_Instructions to follow:_ Please look for the string "WeatherDrawSettings" below and report every line in which it occurs.

======== Input data ========

use anyhow::{anyhow, bail, Context, Result};
use ra_core::{IterationMode, PipelineStep, WeatherDrawSettings};
use serde::{Deserialize, Serialize};
use std::collections::{BTreeSet, HashSet};
use std::fs;
use std::path::{Path, PathBuf};

use crate::temporal::TemporalSettings;

/// One synthesizer run: inputs, binning schemes, draw groups and the
/// temporal structure handed to the optimization engine.
#[derive(Debug, Clone, Serialize, Deserialize)]
pub struct RunSettings {
    #[serde(default)]
    pub run: RunSection,
    #[serde(default)]
    pub inputs: InputPaths,
    #[serde(default)]
    pub weather_binning: Vec<WeatherBinningSpec>,
    #[serde(default)]
    pub hydro_binning: Option<HydroBinningSpec>,
    #[serde(default)]
    pub draws: Vec<WeatherDrawSettings>,
    #[serde(default)]
    pub temporal: TemporalSettings,
}

#[derive(Debug, Clone, Serialize, Deserialize)]
pub struct RunSection {
    #[serde(default = "default_output_dir")]
    pub output_dir: PathBuf,
    #[serde(default = "default_steps")]
    pub steps: Vec<String>,
    /// Worker threads; 0 means one per core.
    #[serde(default)]
    pub threads: usize,
    #[serde(default)]
    pub verify_reproducibility: bool,
}

fn default_output_dir() -> PathBuf {
    PathBuf::from("out")
}

fn default_steps() -> Vec<String> {
    PipelineStep::ALL
        .iter()
        .map(|s| s.as_str().to_string())
        .collect()
}

impl Default for RunSection {
    fn default() -> Self {
        Self {
            output_dir: default_output_dir(),
            steps: default_steps(),
            threads: 0,
            verify_reproducibility: false,
        }
    }
}

/// Raw table locations. Each one is only required by the steps that read it.
#[derive(Debug, Clone, Default, Serialize, Deserialize)]
pub struct InputPaths {
    pub daily_weather: Option<PathBuf>,
    pub weather_bins: Option<PathBuf>,
    pub hydro_conditions: Option<PathBuf>,
    pub hydro_year_bins: Option<PathBuf>,
    pub hydro_params: Option<PathBuf>,
    pub var_profiles: Option<PathBuf>,
    pub var_project_units: Option<PathBuf>,
    pub load_profiles: Option<PathBuf>,
    pub load_zone_units: Option<PathBuf>,
    pub unit_availability: Option<PathBuf>,
    pub unit_weather_derates: Option<PathBuf>,
}

#[derive(Debug, Clone, PartialEq, Serialize, Deserialize)]
#[serde(tag = "kind", rename_all = "snake_case")]
pub enum SchemeSpec {
    Thresholds { path: PathBuf },
    Quantiles { n_bins: u32 },
}

#[derive(Debug, Clone, Serialize, Deserialize)]
pub struct WeatherBinningSpec {
    pub weather_bins_id: u32,
    pub scheme: SchemeSpec,
}

#[derive(Debug, Clone, Serialize, Deserialize)]
pub struct HydroBinningSpec {
    pub scheme: SchemeSpec,
}

/// Load run settings, choosing the format by extension (`toml`, `yaml`/`yml`,
/// `json`; anything else is tried in that order). Relative paths inside the
/// file are resolved against the file's directory.
pub fn load_settings_from_path(path: &Path) -> Result<RunSettings> {
    let data = fs::read_to_string(path)
        .with_context(|| format!("reading run settings '{}'", path.display()))?;
    let mut settings: RunSettings = match path.extension().and_then(|ext| ext.to_str()) {
        Some(ext) if ext.eq_ignore_ascii_case("toml") => {
            toml::from_str(&data).context("parsing run settings toml")?
        }
        Some(ext) if ext.eq_ignore_ascii_case("yaml") || ext.eq_ignore_ascii_case("yml") => {
            serde_yaml::from_str(&data).context("parsing run settings yaml")?
        }
        Some(ext) if ext.eq_ignore_ascii_case("json") => {
            serde_json::from_str(&data).context("parsing run settings json")?
        }
        _ => toml::from_str::<RunSettings>(&data)
            .map_err(anyhow::Error::from)
            .or_else(|_| serde_yaml::from_str(&data).map_err(anyhow::Error::from))
            .or_else(|_| serde_json::from_str(&data).map_err(anyhow::Error::from))
            .context("parsing run settings")?,
    };
    let base = path.parent().unwrap_or_else(|| Path::new(""));
    settings.rebase(base);
    Ok(settings)
}

fn rebase_path(base: &Path, path: &mut PathBuf) {
    if path.is_relative() {
        *path = base.join(&*path);
    }
}

impl RunSettings {
    /// Resolve every relative path against `base`.
    pub fn rebase(&mut self, base: &Path) {
        rebase_path(base, &mut self.run.output_dir);
        let inputs = &mut self.inputs;
        for path in [
            &mut inputs.daily_weather,
            &mut inputs.weather_bins,
            &mut inputs.hydro_conditions,
            &mut inputs.hydro_year_bins,
            &mut inputs.hydro_params,
            &mut inputs.var_profiles,
            &mut inputs.var_project_units,
            &mut inputs.load_profiles,
            &mut inputs.load_zone_units,
            &mut inputs.unit_availability,
            &mut inputs.unit_weather_derates,
        ]
        .into_iter()
        .flatten()
        {
            rebase_path(base, path);
        }
        let schemes = self
            .weather_binning
            .iter_mut()
            .map(|b| &mut b.scheme)
            .chain(self.hydro_binning.iter_mut().map(|h| &mut h.scheme));
        for scheme in schemes {
            if let SchemeSpec::Thresholds { path } = scheme {
                rebase_path(base, path);
            }
        }
    }

    /// Parse the configured step names.
    pub fn selected_steps(&self) -> Result<BTreeSet<PipelineStep>> {
        let mut steps = BTreeSet::new();
        for name in &self.run.steps {
            let step = name.parse::<PipelineStep>().map_err(|e| anyhow!(e))?;
            steps.insert(step);
        }
        if steps.is_empty() {
            bail!("run.steps selects no pipeline step");
        }
        Ok(steps)
    }

    /// Directory holding one settings group's derived tables.
    pub fn group_dir(&self, group: &WeatherDrawSettings) -> PathBuf {
        self.run.output_dir.join(group.group_label())
    }

    pub fn binning_dir(&self) -> PathBuf {
        self.run.output_dir.join("binning")
    }
}

fn require_input(path: &Option<PathBuf>, name: &str, step: PipelineStep) -> Result<()> {
    if path.is_none() {
        bail!("step '{step}' needs inputs.{name}");
    }
    Ok(())
}

fn validate_scheme(scheme: &SchemeSpec, owner: &str) -> Result<()> {
    if let SchemeSpec::Quantiles { n_bins: 0 } = scheme {
        bail!("{owner}: quantile scheme needs n_bins >= 1");
    }
    Ok(())
}

/// Check the settings against the steps about to run. Nothing is read from
/// the input tables; this only rejects runs that cannot succeed.
pub fn validate(settings: &RunSettings, steps: &BTreeSet<PipelineStep>) -> Result<()> {
    let inputs = &settings.inputs;

    let mut bins_ids = HashSet::new();
    for spec in &settings.weather_binning {
        if !bins_ids.insert(spec.weather_bins_id) {
            bail!(
                "weather_bins_id {} has more than one [[weather_binning]] entry",
                spec.weather_bins_id
            );
        }
        validate_scheme(&spec.scheme, &format!("weather_binning {}", spec.weather_bins_id))?;
    }
    if let Some(hydro) = &settings.hydro_binning {
        validate_scheme(&hydro.scheme, "hydro_binning")?;
    }

    let needs_groups = steps.iter().any(|s| *s != PipelineStep::Binning);
    if needs_groups && settings.draws.is_empty() {
        bail!("selected steps need at least one [[draws]] group");
    }
    let mut groups = HashSet::new();
    for group in &settings.draws {
        let label = group.group_label();
        if !groups.insert((group.weather_bins_id, group.weather_draws_id)) {
            bail!("duplicate [[draws]] group {label}");
        }
        if group.n_iterations == 0 {
            bail!("{label}: n_iterations must be at least 1");
        }
        if group.mode == IterationMode::MonteCarlo && group.study_year.is_none() {
            bail!("{label}: monte_carlo mode needs a study_year");
        }
        if steps.contains(&PipelineStep::Draws)
            && !bins_ids.contains(&group.weather_bins_id)
            && inputs.weather_bins.is_none()
        {
            bail!(
                "{label}: weather_bins_id {} has no [[weather_binning]] entry and inputs.weather_bins is not set",
                group.weather_bins_id
            );
        }
    }

    for step in steps {
        match step {
            PipelineStep::Binning => {
                if settings.weather_binning.is_empty() && settings.hydro_binning.is_none() {
                    bail!("step 'binning' needs [[weather_binning]] or [hydro_binning]");
                }
                if !settings.weather_binning.is_empty() {
                    require_input(&inputs.daily_weather, "daily_weather", *step)?;
                }
                if settings.hydro_binning.is_some() {
                    require_input(&inputs.hydro_conditions, "hydro_conditions", *step)?;
                }
            }
            PipelineStep::Draws | PipelineStep::TemporalScenario => {}
            PipelineStep::Materialization => {
                let var = (&inputs.var_profiles, &inputs.var_project_units);
                let load = (&inputs.load_profiles, &inputs.load_zone_units);
                for (name, pair) in [("var", var), ("load", load)] {
                    if pair.0.is_some() != pair.1.is_some() {
                        bail!("step 'materialization': the {name} profile and mapping inputs must be given together");
                    }
                }
                if var.0.is_none() && load.0.is_none() {
                    bail!("step 'materialization' needs var or load profiles");
                }
            }
            PipelineStep::Hydro => {
                require_input(&inputs.hydro_params, "hydro_params", *step)?;
                let binned_here =
                    steps.contains(&PipelineStep::Binning) && settings.hydro_binning.is_some();
                if !binned_here && inputs.hydro_year_bins.is_none() {
                    bail!("step 'hydro' needs inputs.hydro_year_bins or a [hydro_binning] run");
                }
            }
            PipelineStep::Availability => {
                require_input(&inputs.unit_availability, "unit_availability", *step)?;
            }
        }
    }
    Ok(())
}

========

_Reply to the task:_
use ra_core::{IterationMode, PipelineStep, WeatherDrawSettings};
    pub draws: Vec<WeatherDrawSettings>,
    pub fn group_dir(&self, group: &WeatherDrawSettings) -> PathBuf {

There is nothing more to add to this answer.